A total of 71,115 people attended the game, setting a Texas Bowl record and making the game the highest-attended bowl game in the history of the city of Houston.

Arkansas would return to a bowl game the following season, defeating Kansas State in the 2016 Liberty Bowl. Texas would go two years without a bowl before another appearance, when they defeated Missouri in the 2017 Texas Bowl.

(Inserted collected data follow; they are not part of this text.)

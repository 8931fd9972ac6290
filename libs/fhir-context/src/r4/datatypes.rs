//! R4 datatypes

use super::codes::*;
use crate::shape::types::*;
use crate::shape::{
    choice, field, option, ChoiceOption, FieldDescriptor, FieldType, ShapeDescriptor, ShapeKind,
};
use crate::shape_descriptor;

const fn quantity_like(name: &'static str) -> ShapeDescriptor {
    ShapeDescriptor {
        name,
        kind: ShapeKind::Datatype,
        base: &[],
        fields: QUANTITY_FIELDS,
    }
}

pub static META: ShapeDescriptor = shape_descriptor!(Datatype "Meta" {
    field("versionId", ID),
    field("lastUpdated", INSTANT),
    field("source", URI),
    field("profile", CANONICAL).repeated(),
    field("security", complex("Coding")).repeated(),
    field("tag", complex("Coding")).repeated(),
});

pub static NARRATIVE: ShapeDescriptor = shape_descriptor!(Datatype "Narrative" {
    field("status", FieldType::Code(&NARRATIVE_STATUS)).required(),
    field("div", XHTML).required(),
});

pub static CODING: ShapeDescriptor = shape_descriptor!(Datatype "Coding" {
    field("system", URI),
    field("version", STRING),
    field("code", CODE),
    field("display", STRING),
    field("userSelected", BOOLEAN),
});

pub static CODEABLE_CONCEPT: ShapeDescriptor = shape_descriptor!(Datatype "CodeableConcept" {
    field("coding", complex("Coding")).repeated(),
    field("text", STRING),
});

pub static IDENTIFIER: ShapeDescriptor = shape_descriptor!(Datatype "Identifier" {
    field("use", FieldType::Code(&IDENTIFIER_USE)),
    field("type", complex("CodeableConcept")),
    field("system", URI),
    field("value", STRING),
    field("period", complex("Period")),
    field("assigner", complex("Reference")),
});

pub static REFERENCE: ShapeDescriptor = shape_descriptor!(Datatype "Reference" {
    field("reference", STRING),
    field("type", URI),
    field("identifier", complex("Identifier")),
    field("display", STRING),
});

pub static PERIOD: ShapeDescriptor = shape_descriptor!(Datatype "Period" {
    field("start", DATE_TIME),
    field("end", DATE_TIME),
});

const QUANTITY_FIELDS: &[FieldDescriptor] = &[
    field("value", DECIMAL),
    field("comparator", FieldType::Code(&QUANTITY_COMPARATOR)),
    field("unit", STRING),
    field("system", URI),
    field("code", CODE),
];

pub static QUANTITY: ShapeDescriptor = quantity_like("Quantity");
pub static SIMPLE_QUANTITY: ShapeDescriptor = quantity_like("SimpleQuantity");
pub static AGE: ShapeDescriptor = quantity_like("Age");
pub static COUNT: ShapeDescriptor = quantity_like("Count");
pub static DISTANCE: ShapeDescriptor = quantity_like("Distance");
pub static DURATION: ShapeDescriptor = quantity_like("Duration");

pub static MONEY: ShapeDescriptor = shape_descriptor!(Datatype "Money" {
    field("value", DECIMAL),
    field("currency", CODE),
});

pub static RANGE: ShapeDescriptor = shape_descriptor!(Datatype "Range" {
    field("low", complex("SimpleQuantity")),
    field("high", complex("SimpleQuantity")),
});

pub static RATIO: ShapeDescriptor = shape_descriptor!(Datatype "Ratio" {
    field("numerator", complex("Quantity")),
    field("denominator", complex("Quantity")),
});

pub static HUMAN_NAME: ShapeDescriptor = shape_descriptor!(Datatype "HumanName" {
    field("use", FieldType::Code(&NAME_USE)),
    field("text", STRING),
    field("family", STRING),
    field("given", STRING).repeated(),
    field("prefix", STRING).repeated(),
    field("suffix", STRING).repeated(),
    field("period", complex("Period")),
});

pub static CONTACT_POINT: ShapeDescriptor = shape_descriptor!(Datatype "ContactPoint" {
    field("system", FieldType::Code(&CONTACT_POINT_SYSTEM)),
    field("value", STRING),
    field("use", FieldType::Code(&CONTACT_POINT_USE)),
    field("rank", POSITIVE_INT),
    field("period", complex("Period")),
});

pub static ADDRESS: ShapeDescriptor = shape_descriptor!(Datatype "Address" {
    field("use", FieldType::Code(&ADDRESS_USE)),
    field("type", FieldType::Code(&ADDRESS_TYPE)),
    field("text", STRING),
    field("line", STRING).repeated(),
    field("city", STRING),
    field("district", STRING),
    field("state", STRING),
    field("postalCode", STRING),
    field("country", STRING),
    field("period", complex("Period")),
});

const ANNOTATION_AUTHOR: &[ChoiceOption] = &[
    option("Reference", complex("Reference")),
    option("String", STRING),
];

pub static ANNOTATION: ShapeDescriptor = shape_descriptor!(Datatype "Annotation" {
    choice("author", ANNOTATION_AUTHOR),
    field("time", DATE_TIME),
    field("text", STRING).required(),
});

pub static ATTACHMENT: ShapeDescriptor = shape_descriptor!(Datatype "Attachment" {
    field("contentType", CODE),
    field("language", CODE),
    field("data", BASE64_BINARY),
    field("url", URL),
    field("size", UNSIGNED_INT),
    field("hash", BASE64_BINARY),
    field("title", STRING),
    field("creation", DATE_TIME),
});

/// `Extension.value[x]` alternatives.
pub const EXTENSION_VALUES: &[ChoiceOption] = &[
    option("Base64Binary", BASE64_BINARY),
    option("Boolean", BOOLEAN),
    option("Canonical", CANONICAL),
    option("Code", CODE),
    option("Date", DATE),
    option("DateTime", DATE_TIME),
    option("Decimal", DECIMAL),
    option("Id", ID),
    option("Instant", INSTANT),
    option("Integer", INTEGER),
    option("Markdown", MARKDOWN),
    option("Oid", OID),
    option("PositiveInt", POSITIVE_INT),
    option("String", STRING),
    option("Time", TIME),
    option("UnsignedInt", UNSIGNED_INT),
    option("Uri", URI),
    option("Url", URL),
    option("Uuid", UUID),
    option("Address", complex("Address")),
    option("Age", complex("Age")),
    option("Annotation", complex("Annotation")),
    option("Attachment", complex("Attachment")),
    option("CodeableConcept", complex("CodeableConcept")),
    option("Coding", complex("Coding")),
    option("ContactPoint", complex("ContactPoint")),
    option("Count", complex("Count")),
    option("Distance", complex("Distance")),
    option("Duration", complex("Duration")),
    option("HumanName", complex("HumanName")),
    option("Identifier", complex("Identifier")),
    option("Money", complex("Money")),
    option("Period", complex("Period")),
    option("Quantity", complex("Quantity")),
    option("Range", complex("Range")),
    option("Ratio", complex("Ratio")),
    option("Reference", complex("Reference")),
    option("Meta", complex("Meta")),
];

The teams did not meet again until September 11, 2021, when Arkansas upset No. 15 Texas, 40–21. The teams have been conference opponents from 2024 following Texas's entry into the SEC. Their first game as SEC opponents (and their first game as conference opponents since 1991) took place in Fayetteville on November 16, 2024, and resulted in a 20–10 win for No. 3 Texas over Arkansas.